LA BELLE PERSONNE • ARTE, LA FICTION TELE COMME AU CINEMA
Chanson de désamour
Par Sullivan Le Postec • 5 novembre 2008
A peine un an après le grand succès des « Chansons d’amour », Arte a diffusé le nouveau Christophe Honoré, qui a bénéficié d’une sortie en salles quelques jours plus tard...

Le dernier Honoré est un téléfilm, co-produit par Scarlett et Arte. Il a bénéficié d’une sortie en salles quelques jours après sa diffusion en septembre. Il faut dire que le film précédent d’Honoré, « Les Chansons d’amour » a connu un très large succès. Cela n’a pas empêché la diffusion de « La Belle Personne » sur Arte de ne produire aucune amélioration significative de l’audience habituelle, ce qui démontre sans doute, s’il en était encore besoin, qu’à la télévision, le film unitaire est destiné à l’indifférence et à l’oubli...

Ce n’est pas la première fois que Christophe Honoré travaille pour la télévision. En 2002, il adaptait pour la collection Carnets d’ado de M6 un de ses romans jeunesse, « Tout contre Léo ». Mais l’expérience n’avait pas été très plaisante puisque la chaîne n’a jamais diffusé le résultat ! En effet, elle trouvait une scène d’amour entre hommes trop ‘‘graphique’’. Honoré refusa de la remonter, le téléfilm fut donc mis au placard. Avant de sortir deux ans plus tard en DVD et d’être finalement diffusé par la très confidentielle PinkTV en septembre 2006.

« La Belle Personne » boucle une trilogie de films sur la thématique de l’amour, filmés pendant l’hiver parisien à une année d’intervalle entre 2006 et 2008, et commencée avec « Dans Paris » et « Les Chansons d’amour ». Au sein de cette trilogie informelle, « Les chansons d’amour » apparaît un peu comme l’exception.
Ce film était en effet le théâtre d’un petit miracle. Après une demi-heure toute en poses romantico-mélancoliques sur-mises en scènes et sur-jouées, le tout dans un contexte dégoulinant de branchitude bobo jusqu’à l’écoeurement, et dans une déférence parfois embarrassante pour le cinéma de la Nouvelle Vague, le film trouvait soudain une émotion sincère, et donc touchante, à l’apparition du personnage du formidable Grégoire Leprince-Ringuet. On avait un peu de mal à comprendre comme il pouvait vouloir faire plus qu’un coup d’un soir du glaçon pédant joué par Louis Garrel, mais on mettait cet amour sidérant sur le compte de sa jeunesse naïve. La fin heureuse et optimiste achevait d’éloigner « Les Chansons d’amour » de l’ambiance désespérément grise et terne dans laquelle il avait commencé. Même s’il fallait faire abstraction de la morale anti-passion, qui permettait au moins de mettre clairement le doigt sur cette distanciation froide qui caractérise tout ce qui n’allait pas dans le film, et dans une bonne part de l’œuvre d’Honoré...

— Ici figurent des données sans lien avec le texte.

//! Incident actions: loading, single-item lifecycle changes, and their
//! bulk variants.

use std::sync::Arc;

use crate::client::ResourceClient;
use crate::domain::acknowledgement::sort_for_display;
use crate::domain::{
    Acknowledgement, AcknowledgementBody, BulkOperation, DomainStore, Event, EventType,
    FilterCriteria, Incident, IncidentPk, TicketUrlBody, Transition,
};
use crate::error::{ActionError, ClientError};
use crate::service::bulk::run_sequential;
use crate::validation::normalize_ticket_url;

/// Orchestration layer for incident operations.
///
/// Single-item methods follow the pattern: remote call → on success, one
/// store transition on that incident → return the server's result. Bulk
/// methods run the same per-item step for each incident in order under
/// the store's bulk slot (see [`crate::service::bulk`]).
#[derive(Debug)]
pub struct IncidentService<C> {
    client: Arc<C>,
    store: Arc<DomainStore>,
}

impl<C> Clone for IncidentService<C> {
    fn clone(&self) -> Self {
        Self {
            client: Arc::clone(&self.client),
            store: Arc::clone(&self.store),
        }
    }
}

impl<C: ResourceClient> IncidentService<C> {
    /// Creates a new `IncidentService`.
    #[must_use]
    pub fn new(client: Arc<C>, store: Arc<DomainStore>) -> Self {
        Self { client, store }
    }

    /// Fetches incidents matching `criteria` and replaces the incident
    /// slice with them, in server order.
    ///
    /// # Errors
    ///
    /// Returns [`ActionError::Client`] if the listing fails.
    pub async fn load_incidents_filtered(
        &self,
        criteria: &FilterCriteria,
    ) -> Result<Vec<Incident>, ActionError> {
        let incidents = self
            .client
            .list_incidents(criteria)
            .await
            .inspect_err(|err| tracing::warn!(%err, "load incidents failed"))?;

        self.store
            .apply(Transition::ReplaceIncidents(incidents.clone()))
            .await;
        tracing::info!(count = incidents.len(), "incidents loaded");
        Ok(incidents)
    }

    /// Closes an incident. Returns the created CLOSE event.
    ///
    /// # Errors
    ///
    /// Returns [`ActionError::Client`] if the backend rejects the event.
    pub async fn close_incident(
        &self,
        pk: IncidentPk,
        description: Option<&str>,
    ) -> Result<Event, ActionError> {
        Ok(self.change_open(pk, EventType::Close, description).await?)
    }

    /// Reopens an incident. Returns the created REOPEN event.
    ///
    /// # Errors
    ///
    /// Returns [`ActionError::Client`] if the backend rejects the event.
    pub async fn reopen_incident(
        &self,
        pk: IncidentPk,
        description: Option<&str>,
    ) -> Result<Event, ActionError> {
        Ok(self.change_open(pk, EventType::Reopen, description).await?)
    }

    /// Acknowledges an incident. Returns the created acknowledgement.
    ///
    /// # Errors
    ///
    /// Returns [`ActionError::Client`] if the backend rejects it.
    pub async fn acknowledge_incident(
        &self,
        pk: IncidentPk,
        body: &AcknowledgementBody,
    ) -> Result<Acknowledgement, ActionError> {
        Ok(self.acknowledge(pk, body).await?)
    }

    /// Sets (or, with `""`, clears) an incident's ticket URL. Returns the
    /// server's confirmation.
    ///
    /// # Errors
    ///
    /// Returns [`ActionError::Validation`] without calling the backend if
    /// `url` is neither empty nor an absolute URL, or
    /// [`ActionError::Client`] if the backend rejects the update.
    pub async fn add_ticket_url(
        &self,
        pk: IncidentPk,
        url: &str,
    ) -> Result<TicketUrlBody, ActionError> {
        let ticket_url = normalize_ticket_url(url)?;
        Ok(self.set_ticket_url(pk, ticket_url.as_deref()).await?)
    }

    /// Fetches an incident's acknowledgements in display order.
    ///
    /// # Errors
    ///
    /// Returns [`ActionError::Client`] if the listing fails.
    pub async fn load_acknowledgements(
        &self,
        pk: IncidentPk,
    ) -> Result<Vec<Acknowledgement>, ActionError> {
        let mut acks = self.client.list_acknowledgements(pk).await?;
        sort_for_display(&mut acks);
        Ok(acks)
    }

    /// Fetches an incident's events in server order.
    ///
    /// # Errors
    ///
    /// Returns [`ActionError::Client`] if the listing fails.
    pub async fn load_events(&self, pk: IncidentPk) -> Result<Vec<Event>, ActionError> {
        Ok(self.client.list_events(pk).await?)
    }

    /// Acknowledges each incident in order with the same body.
    ///
    /// # Errors
    ///
    /// Returns [`ActionError::BulkInProgress`] if another batch is
    /// running, or [`ActionError::Bulk`] at the first rejected incident.
    pub async fn bulk_acknowledge_incidents(
        &self,
        pks: &[IncidentPk],
        body: &AcknowledgementBody,
    ) -> Result<Vec<Acknowledgement>, ActionError> {
        let this = self;
        run_sequential(&self.store, BulkOperation::Acknowledge, pks, move |pk| {
            this.acknowledge(pk, body)
        })
        .await
    }

    /// Sets the same ticket URL on each incident in order.
    ///
    /// The URL is validated once, before the batch starts.
    ///
    /// # Errors
    ///
    /// Returns [`ActionError::Validation`] for a malformed URL,
    /// [`ActionError::BulkInProgress`] if another batch is running, or
    /// [`ActionError::Bulk`] at the first rejected incident.
    pub async fn bulk_add_ticket_url(
        &self,
        pks: &[IncidentPk],
        url: &str,
    ) -> Result<Vec<TicketUrlBody>, ActionError> {
        let ticket_url = normalize_ticket_url(url)?;
        let ticket_url = ticket_url.as_deref();
        let this = self;
        run_sequential(&self.store, BulkOperation::AddTicketUrl, pks, move |pk| {
            this.set_ticket_url(pk, ticket_url)
        })
        .await
    }

    /// Reopens each incident in order.
    ///
    /// # Errors
    ///
    /// Returns [`ActionError::BulkInProgress`] if another batch is
    /// running, or [`ActionError::Bulk`] at the first rejected incident.
    pub async fn bulk_reopen_incidents(
        &self,
        pks: &[IncidentPk],
        description: Option<&str>,
    ) -> Result<Vec<Event>, ActionError> {
        let this = self;
        run_sequential(&self.store, BulkOperation::Reopen, pks, move |pk| {
            this.change_open(pk, EventType::Reopen, description)
        })
        .await
    }

    /// Closes each incident in order.
    ///
    /// # Errors
    ///
    /// Returns [`ActionError::BulkInProgress`] if another batch is
    /// running, or [`ActionError::Bulk`] at the first rejected incident.
    pub async fn bulk_close_incidents(
        &self,
        pks: &[IncidentPk],
        description: Option<&str>,
    ) -> Result<Vec<Event>, ActionError> {
        let this = self;
        run_sequential(&self.store, BulkOperation::Close, pks, move |pk| {
            this.change_open(pk, EventType::Close, description)
        })
        .await
    }

    async fn change_open(
        &self,
        pk: IncidentPk,
        kind: EventType,
        description: Option<&str>,
    ) -> Result<Event, ClientError> {
        let event = self
            .client
            .create_event(pk, kind, description)
            .await
            .inspect_err(|err| tracing::warn!(%pk, event = kind.code(), %err, "event rejected"))?;

        let open = kind == EventType::Reopen;
        self.store
            .apply(Transition::SetIncidentOpen { pk, open })
            .await;
        tracing::info!(%pk, open, "incident state changed");
        Ok(event)
    }

    async fn acknowledge(
        &self,
        pk: IncidentPk,
        body: &AcknowledgementBody,
    ) -> Result<Acknowledgement, ClientError> {
        let ack = self
            .client
            .create_acknowledgement(pk, body)
            .await
            .inspect_err(|err| tracing::warn!(%pk, %err, "acknowledgement rejected"))?;

        self.store.apply(Transition::AcknowledgeIncident(pk)).await;
        tracing::info!(%pk, "incident acknowledged");
        Ok(ack)
    }

    async fn set_ticket_url(
        &self,
        pk: IncidentPk,
        ticket_url: Option<&str>,
    ) -> Result<TicketUrlBody, ClientError> {
        let confirmation = self
            .client
            .set_ticket_url(pk, ticket_url.unwrap_or_default())
            .await
            .inspect_err(|err| tracing::warn!(%pk, %err, "ticket url rejected"))?;

        self.store
            .apply(Transition::SetTicketUrl {
                pk,
                ticket_url: ticket_url.map(str::to_string),
            })
            .await;
        tracing::info!(%pk, cleared = ticket_url.is_none(), "ticket url updated");
        Ok(confirmation)
    }
}
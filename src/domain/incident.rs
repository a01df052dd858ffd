//! Incidents as mirrored from the backend.

use chrono::{DateTime, Utc};
use serde::{Deserialize, Serialize};

use super::{IncidentPk, Tag};

/// Reference to the external system that reported an incident.
#[derive(Debug, Clone, PartialEq, Eq, Serialize, Deserialize)]
pub struct SourceSystem {
    /// Source system identity.
    pub pk: i64,
    /// Display name.
    pub name: String,
    /// Source system type (e.g. `"nav"`).
    #[serde(default, rename = "type")]
    pub kind: String,
}

/// A monitored condition with an open/closed lifecycle.
///
/// Created externally by the monitored systems; this layer only flips
/// `open`, `acked` and `ticket_url`, and never deletes incidents.
#[derive(Debug, Clone, PartialEq, Eq, Serialize, Deserialize)]
pub struct Incident {
    /// Server-assigned identity.
    pub pk: IncidentPk,
    /// When the condition started.
    pub start_time: DateTime<Utc>,
    /// When the condition ended, for stateful incidents that have ended.
    #[serde(default)]
    pub end_time: Option<DateTime<Utc>>,
    /// Reporting system.
    pub source: SourceSystem,
    /// Incident id within the source system.
    #[serde(default)]
    pub source_incident_id: String,
    /// Link back to the source system.
    #[serde(default)]
    pub details_url: String,
    /// Human-readable description.
    #[serde(default)]
    pub description: String,
    /// Linked ticket, if any.
    #[serde(default, deserialize_with = "empty_as_none")]
    pub ticket_url: Option<String>,
    /// Whether the incident is open.
    pub open: bool,
    /// Whether the incident has an acknowledgement.
    #[serde(default)]
    pub acked: bool,
    /// Tags attached by the source system.
    #[serde(default)]
    pub tags: Vec<Tag>,
}

/// Server confirmation of a ticket-URL update.
///
/// An empty `ticket_url` means the link was cleared.
#[derive(Debug, Clone, PartialEq, Eq, Serialize, Deserialize)]
pub struct TicketUrlBody {
    /// The ticket URL now stored on the incident.
    #[serde(default)]
    pub ticket_url: String,
}

impl TicketUrlBody {
    /// Returns the stored URL, or `None` if it was cleared.
    #[must_use]
    pub fn as_option(&self) -> Option<&str> {
        if self.ticket_url.is_empty() {
            None
        } else {
            Some(&self.ticket_url)
        }
    }
}

/// The backend sends `""` or `null` for "no ticket"; both map to `None`.
fn empty_as_none<'de, D>(deserializer: D) -> Result<Option<String>, D::Error>
where
    D: serde::Deserializer<'de>,
{
    let raw = Option::<String>::deserialize(deserializer)?;
    Ok(raw.filter(|s| !s.is_empty()))
}

#[cfg(test)]
pub(crate) mod fixtures {
    use chrono::TimeZone;

    use super::*;

    /// An open, unacknowledged incident with the given pk.
    pub(crate) fn incident(pk: i64) -> Incident {
        Incident {
            pk: IncidentPk::new(pk),
            start_time: Utc
                .with_ymd_and_hms(2020, 1, 14, 2, 4, 14)
                .single()
                .unwrap_or_default(),
            end_time: None,
            source: SourceSystem {
                pk: 1,
                name: "nav".to_string(),
                kind: "nav".to_string(),
            },
            source_incident_id: format!("src-{pk}"),
            details_url: String::new(),
            description: format!("incident {pk}"),
            ticket_url: None,
            open: true,
            acked: false,
            tags: vec![Tag::new("host", "db1")],
        }
    }
}

#[cfg(test)]
#[allow(clippy::panic)]
mod tests {
    use super::*;

    #[test]
    fn deserializes_backend_payload() {
        let json = r#"{
            "pk": 12,
            "start_time": "2020-01-14T03:04:14.387000+01:00",
            "end_time": null,
            "source": {"pk": 1, "name": "NAV", "type": "nav"},
            "source_incident_id": "123",
            "details_url": "https://nav.example.org/123",
            "description": "link down",
            "ticket_url": "",
            "open": true,
            "acked": false,
            "tags": ["host=db1", "location=oslo"]
        }"#;
        let Ok(incident) = serde_json::from_str::<Incident>(json) else {
            panic!("payload should deserialize");
        };
        assert_eq!(incident.pk, IncidentPk::new(12));
        assert_eq!(incident.ticket_url, None);
        assert_eq!(incident.tags.len(), 2);
        assert_eq!(incident.start_time.to_rfc3339(), "2020-01-14T02:04:14.387+00:00");
    }

    #[test]
    fn empty_ticket_confirmation_means_cleared() {
        let body = TicketUrlBody {
            ticket_url: String::new(),
        };
        assert_eq!(body.as_option(), None);
    }
}
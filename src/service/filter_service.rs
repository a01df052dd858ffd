//! Filter actions: create, delete, modify, and reload saved filters.

use std::sync::Arc;

use crate::client::ResourceClient;
use crate::domain::{DomainStore, Filter, FilterDraft, FilterPk, Transition};
use crate::error::ActionError;

/// Two-phase filter operations.
///
/// Every method follows the pattern: remote call → on success, one store
/// transition → return the result. A rejected remote call propagates
/// unchanged and leaves the store untouched.
#[derive(Debug)]
pub struct FilterService<C> {
    client: Arc<C>,
    store: Arc<DomainStore>,
}

impl<C> Clone for FilterService<C> {
    fn clone(&self) -> Self {
        Self {
            client: Arc::clone(&self.client),
            store: Arc::clone(&self.store),
        }
    }
}

impl<C: ResourceClient> FilterService<C> {
    /// Creates a new `FilterService`.
    #[must_use]
    pub fn new(client: Arc<C>, store: Arc<DomainStore>) -> Self {
        Self { client, store }
    }

    /// Persists a draft and inserts the finalized filter.
    ///
    /// The stored filter is the draft's criteria with the `pk` and `name`
    /// assigned by the server.
    ///
    /// # Errors
    ///
    /// Returns [`ActionError::Client`] if the backend rejects the draft.
    pub async fn create_filter(&self, draft: FilterDraft) -> Result<Filter, ActionError> {
        let created = self
            .client
            .create_filter(&draft)
            .await
            .inspect_err(|err| tracing::warn!(name = %draft.name, %err, "create filter failed"))?;

        let filter = draft.into_filter(created.pk, created.name);
        self.store
            .apply(Transition::CreateFilter(filter.clone()))
            .await;

        tracing::info!(pk = %filter.pk, name = %filter.name, "filter created");
        Ok(filter)
    }

    /// Deletes a filter remotely, then locally.
    ///
    /// # Errors
    ///
    /// Returns [`ActionError::Client`] if the backend rejects the delete.
    pub async fn delete_filter(&self, pk: FilterPk) -> Result<(), ActionError> {
        self.client
            .delete_filter(pk)
            .await
            .inspect_err(|err| tracing::warn!(%pk, %err, "delete filter failed"))?;

        self.store.apply(Transition::DeleteFilter(pk)).await;
        tracing::info!(%pk, "filter deleted");
        Ok(())
    }

    /// Persists the full filter and stores exactly the object passed in.
    ///
    /// The server's echo is ignored, so callers must pass an already
    /// normalized filter.
    ///
    /// # Errors
    ///
    /// Returns [`ActionError::Client`] if the backend rejects the update.
    pub async fn modify_filter(&self, filter: Filter) -> Result<Filter, ActionError> {
        self.client
            .update_filter(&filter)
            .await
            .inspect_err(|err| tracing::warn!(pk = %filter.pk, %err, "modify filter failed"))?;

        self.store
            .apply(Transition::UpdateFilter(filter.clone()))
            .await;
        tracing::info!(pk = %filter.pk, "filter modified");
        Ok(filter)
    }

    /// Fetches every filter and replaces the filter slice wholesale.
    ///
    /// # Errors
    ///
    /// Returns [`ActionError::Client`] if the listing fails.
    pub async fn load_all_filters(&self) -> Result<Vec<Filter>, ActionError> {
        let filters = self
            .client
            .list_filters()
            .await
            .inspect_err(|err| tracing::warn!(%err, "load filters failed"))?;

        self.store
            .apply(Transition::ReplaceFilters(filters.clone()))
            .await;
        tracing::info!(count = filters.len(), "filters loaded");
        Ok(filters)
    }
}

#[cfg(test)]
#[allow(clippy::panic)]
mod tests {
    use super::*;
    use crate::client::scripted::ScriptedClient;
    use crate::domain::{EventBus, FilterCriteria, Tag};

    fn make_service(client: ScriptedClient) -> (FilterService<ScriptedClient>, Arc<DomainStore>) {
        let store = Arc::new(DomainStore::new(EventBus::new(64)));
        let service = FilterService::new(Arc::new(client), Arc::clone(&store));
        (service, store)
    }

    fn criteria() -> FilterCriteria {
        FilterCriteria {
            open: Some(true),
            acked: Some(false),
            source_system_ids: vec![3],
            tags: vec![Tag::new("host", "db1")],
        }
    }

    fn filter(pk: i64, name: &str) -> Filter {
        Filter {
            pk: FilterPk::new(pk),
            name: name.to_string(),
            criteria: FilterCriteria::default(),
        }
    }

    #[tokio::test]
    async fn create_filter_stores_draft_with_assigned_identity() {
        let (service, store) = make_service(ScriptedClient::new());
        let draft = FilterDraft::new("  my open db incidents ", criteria());

        let Ok(created) = service.create_filter(draft.clone()).await else {
            panic!("create should succeed");
        };
        assert_eq!(created.name, "my open db incidents");
        assert_eq!(created.criteria, draft.criteria);

        let stored = store.filters().await;
        assert_eq!(stored.len(), 1);
        assert_eq!(stored.first(), Some(&created));
    }

    #[tokio::test]
    async fn rejected_create_leaves_store_untouched() {
        let client = ScriptedClient::new();
        client.fail_filter_calls();
        let (service, store) = make_service(client);

        let result = service
            .create_filter(FilterDraft::new("x", criteria()))
            .await;
        assert!(matches!(result, Err(ActionError::Client(_))));
        assert!(store.filters().await.is_empty());
    }

    #[tokio::test]
    async fn delete_filter_removes_it() {
        let client = ScriptedClient::new().with_filters(vec![filter(1, "a"), filter(2, "b")]);
        let (service, store) = make_service(client);
        tokio_test::assert_ok!(service.load_all_filters().await);

        tokio_test::assert_ok!(service.delete_filter(FilterPk::new(1)).await);
        assert!(store.filter(FilterPk::new(1)).await.is_none());
        assert!(store.filter(FilterPk::new(2)).await.is_some());
    }

    #[tokio::test]
    async fn modify_filter_stores_passed_object_not_echo() {
        let (service, store) = make_service(ScriptedClient::new());
        let edited = Filter {
            criteria: criteria(),
            ..filter(4, "edited")
        };

        let Ok(returned) = service.modify_filter(edited.clone()).await else {
            panic!("modify should succeed");
        };
        assert_eq!(returned, edited);
        assert_eq!(store.filter(FilterPk::new(4)).await, Some(edited));
    }

    #[tokio::test]
    async fn rejected_modify_keeps_previous_version() {
        let client = ScriptedClient::new().with_filters(vec![filter(1, "before")]);
        let (service, store) = make_service(client);
        tokio_test::assert_ok!(service.load_all_filters().await);
        service.client.fail_filter_calls();

        tokio_test::assert_err!(service.modify_filter(filter(1, "after")).await);
        assert_eq!(store.filter(FilterPk::new(1)).await, Some(filter(1, "before")));
    }

    #[tokio::test]
    async fn load_all_replaces_wholesale() {
        let client = ScriptedClient::new().with_filters(vec![filter(7, "server")]);
        let (service, store) = make_service(client);
        store
            .apply(Transition::CreateFilter(filter(1, "stale")))
            .await;

        let Ok(loaded) = service.load_all_filters().await else {
            panic!("load should succeed");
        };
        assert_eq!(loaded.len(), 1);
        assert_eq!(store.filters().await, vec![filter(7, "server")]);
    }
}
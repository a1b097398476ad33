//! Background re-scanning per subject.
//!
//! Each subject gets one task that awaits its own scan before the next tick, so
//! scans for a subject never overlap. Every task owns its deduplicator: an
//! alert sent to one subject never suppresses the same alert for another.
//!
//! The last alert per subject is remembered so it can be re-checked against
//! fresh odds on request.

use std::sync::Arc;
use std::time::Duration;

use dashmap::DashMap;
use serde::Serialize;
use time::OffsetDateTime;
use tokio::sync::{mpsc, watch, RwLock};
use tokio::task::JoinHandle;
use tokio::time::MissedTickBehavior;
use tracing::{debug, info, instrument, warn};

use crate::arbitrage::{
    ArbitrageOpportunity, OpportunityDeduplicator, RefreshOutcome, RefreshTarget, Scanner,
};
use crate::metrics;
use crate::odds::MarketKey;
use crate::preferences::UserArbitragePreferences;
use crate::provider::{OddsCache, OddsSource};
use crate::rate_limit::RateLimiter;

/// A recipient of alerts with their own preferences.
#[derive(Debug, Clone)]
pub struct Subject {
    /// Subject id, e.g. a chat or account id.
    pub id: String,
    /// Preferences applied to this subject's scans.
    pub prefs: UserArbitragePreferences,
}

/// A new opportunity for one subject.
#[derive(Debug, Clone, Serialize)]
pub struct Alert {
    /// Subject the alert is for.
    pub subject: String,
    /// The opportunity.
    pub opportunity: ArbitrageOpportunity,
}

/// Running totals across all subjects.
#[derive(Debug, Clone, Default, Serialize)]
pub struct ScanStats {
    /// Scan cycles completed.
    pub scans_completed: u64,
    /// Snapshots examined.
    pub snapshots_scanned: u64,
    /// Opportunities meeting thresholds, duplicates included.
    pub opportunities_found: u64,
    /// Alerts emitted.
    pub alerts_sent: u64,
    /// Opportunities suppressed as duplicates.
    pub duplicates_suppressed: u64,
    /// End of the most recent scan.
    #[serde(with = "time::serde::rfc3339::option")]
    pub last_scan_at: Option<OffsetDateTime>,
}

/// Stats shared with the HTTP API.
pub type SharedStats = Arc<RwLock<ScanStats>>;

/// What to scan and how often.
#[derive(Debug, Clone)]
pub struct MonitorSettings {
    /// Sport keys.
    pub sports: Vec<String>,
    /// Markets per sport.
    pub markets: Vec<MarketKey>,
    /// Time between scans for one subject.
    pub interval: Duration,
    /// Alert suppression window.
    pub dedup_window: Duration,
}

/// Periodic scanner fanning alerts out to subjects.
pub struct Monitor<S> {
    source: Arc<S>,
    scanner: Scanner,
    settings: MonitorSettings,
    stats: SharedStats,
    last_alerts: DashMap<String, RefreshTarget>,
}

/// Re-fetch `target`'s odds bypassing caches and re-run detection for its event.
#[instrument(skip_all, fields(target = %target))]
pub async fn refresh_opportunity<S: OddsSource>(
    source: &S,
    scanner: &Scanner,
    target: &RefreshTarget,
    prefs: &UserArbitragePreferences,
) -> RefreshOutcome {
    match source.fetch_fresh(&target.sport, target.market).await {
        Some(batch) => scanner.refresh(&batch, target, prefs),
        None => RefreshOutcome::OddsUnavailable,
    }
}

impl<S: OddsSource> Monitor<S> {
    /// Create a monitor.
    pub fn new(source: Arc<S>, scanner: Scanner, settings: MonitorSettings) -> Self {
        Self {
            source,
            scanner,
            settings,
            stats: SharedStats::default(),
            last_alerts: DashMap::new(),
        }
    }

    /// Shared scan statistics.
    pub fn stats(&self) -> SharedStats {
        Arc::clone(&self.stats)
    }

    /// Monitor settings.
    pub fn settings(&self) -> &MonitorSettings {
        &self.settings
    }

    /// Run one scan for `subject`, returning only opportunities not seen recently.
    #[instrument(skip_all, fields(subject = %subject.id))]
    pub async fn scan_once(
        &self,
        subject: &Subject,
        dedup: &OpportunityDeduplicator,
    ) -> Vec<ArbitrageOpportunity> {
        let batches = self
            .source
            .fetch_all(&self.settings.sports, &self.settings.markets)
            .await;
        let snapshots: usize = batches.iter().map(|b| b.snapshots.len()).sum();

        let found = self.scanner.scan(&batches, &subject.prefs);
        let total = found.len();

        let fresh: Vec<ArbitrageOpportunity> = found
            .into_iter()
            .filter(|opp| {
                let new = dedup.check_and_remember(opp);
                if !new {
                    metrics::inc_opportunities_suppressed();
                }
                new
            })
            .collect();

        let mut stats = self.stats.write().await;
        stats.scans_completed += 1;
        stats.snapshots_scanned += snapshots as u64;
        stats.opportunities_found += total as u64;
        stats.duplicates_suppressed += (total - fresh.len()) as u64;
        stats.last_scan_at = Some(OffsetDateTime::now_utc());

        debug!(found = total, fresh = fresh.len(), "Subject scan finished");
        fresh
    }

    /// Event of the most recent alert sent to `subject_id`.
    pub fn last_alert(&self, subject_id: &str) -> Option<RefreshTarget> {
        self.last_alerts.get(subject_id).map(|entry| entry.value().clone())
    }

    /// Re-check `target` against fresh odds with `subject`'s preferences.
    pub async fn refresh(&self, subject: &Subject, target: &RefreshTarget) -> RefreshOutcome {
        let outcome = refresh_opportunity(&*self.source, &self.scanner, target, &subject.prefs).await;
        if let Some(opportunity) = outcome.opportunity() {
            self.last_alerts
                .insert(subject.id.clone(), RefreshTarget::from(opportunity));
        }
        outcome
    }

    /// Re-check the subject's most recent alert. `None` if nothing was alerted yet.
    pub async fn refresh_last(&self, subject: &Subject) -> Option<RefreshOutcome> {
        let target = self.last_alert(&subject.id)?;
        Some(self.refresh(subject, &target).await)
    }

    /// Spawn the scan loop for one subject.
    pub fn spawn_subject(
        self: &Arc<Self>,
        subject: Subject,
        alerts: mpsc::Sender<Alert>,
        mut shutdown: watch::Receiver<bool>,
    ) -> JoinHandle<()> {
        let monitor = Arc::clone(self);
        tokio::spawn(async move {
            let dedup = OpportunityDeduplicator::new(monitor.settings.dedup_window);
            let mut ticker = tokio::time::interval(monitor.settings.interval);
            ticker.set_missed_tick_behavior(MissedTickBehavior::Delay);

            info!(subject = %subject.id, "Monitor started");
            loop {
                tokio::select! {
                    _ = ticker.tick() => {}
                    _ = shutdown.changed() => break,
                }

                let _timer = metrics::timer_scan_cycle();
                dedup.purge_expired();
                for opportunity in monitor.scan_once(&subject, &dedup).await {
                    let target = RefreshTarget::from(&opportunity);
                    let alert = Alert {
                        subject: subject.id.clone(),
                        opportunity,
                    };
                    if alerts.send(alert).await.is_err() {
                        warn!(subject = %subject.id, "Alert receiver dropped, stopping monitor");
                        return;
                    }
                    monitor.last_alerts.insert(subject.id.clone(), target);
                    monitor.stats.write().await.alerts_sent += 1;
                }
            }
            info!(subject = %subject.id, "Monitor stopped");
        })
    }

    /// Spawn one loop per subject.
    pub fn spawn_all(
        self: &Arc<Self>,
        subjects: Vec<Subject>,
        alerts: mpsc::Sender<Alert>,
        shutdown: watch::Receiver<bool>,
    ) -> Vec<JoinHandle<()>> {
        subjects
            .into_iter()
            .map(|subject| self.spawn_subject(subject, alerts.clone(), shutdown.clone()))
            .collect()
    }
}

/// Periodically purge expired cache entries and idle rate-limit subjects.
pub fn spawn_cleanup(
    cache: Arc<OddsCache>,
    limiter: Arc<RateLimiter>,
    interval: Duration,
    mut shutdown: watch::Receiver<bool>,
) -> JoinHandle<()> {
    tokio::spawn(async move {
        let mut ticker = tokio::time::interval(interval);
        ticker.set_missed_tick_behavior(MissedTickBehavior::Delay);
        loop {
            tokio::select! {
                _ = ticker.tick() => {}
                _ = shutdown.changed() => break,
            }
            let expired = cache.purge_expired();
            let idle = limiter.purge_idle();
            if expired + idle > 0 {
                debug!(expired, idle, "Cleanup pass");
            }
        }
    })
}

« La belle personne » est un film très proche des « Chansons... », mais dans lequel le même miracle, plusieurs fois sur le point de se produire, n’arrive jamais vraiment. Ne reste donc plus que cette ambiance froide qui vire peu à peu au sinistre. D’autant plus que cette libre adaptation de La “Princesse de Clèves” ne bénéficie pas d’un happy-end.
En l’absence de quelque chose qui pourrait susciter notre empathie, on est surtout happé par le sentiment de redite, poussé très loin quand un passage chanté est confié au personnage de Grégoire Leprince-Ringuet. On le sait, même si on essaye d’en faire ici abstraction, Christophe Honoré conspue régulièrement le scénario dans la lignée de sa vénération pour la tradition de l’Auteur à la française. Il est amusant de voir à quel point « La belle personne » laisse à voir à quel point, contrairement à ce que Honoré pense et défend, cette approche n’est qu’un autre formatage : il n’y a pas 36 genres de films qu’on peut faire ‘‘sans’’ scénario, et l’uniformité du cinéma d’auteur français en témoigne.

Il y a au moins une chose qu’Honoré réussit parfaitement depuis quelques films : c’est le casting et la direction d’acteur. Comme sur « Les chansons », ils sont ici irréprochables. L’écriture du personnage de Louis Garrel est en revanche peu mesurée. Il interprétait déjà un personnage un peu limite dans le précédant, mais là, ce prof est un tellement insupportable qu’aucun acteur du monde ne pourrait réussir à vendre qu’un personnage à peu près sain d’esprit en tombe amoureux.

Comme il s’agit de l’argument à la base du film, c’est aussi un handicap pour le moins difficile à surmonter...

Post Scriptum

La belle personne
Scarlett / Arte
Première diffusion : 12 septembre 2008
Scénario de Christophe Honoré et Gilles Taurand
Réalisation de Christophe Honoré.
Avec Louis Garrel, Léa Seydoux et Grégoire Leprince-Ringuet...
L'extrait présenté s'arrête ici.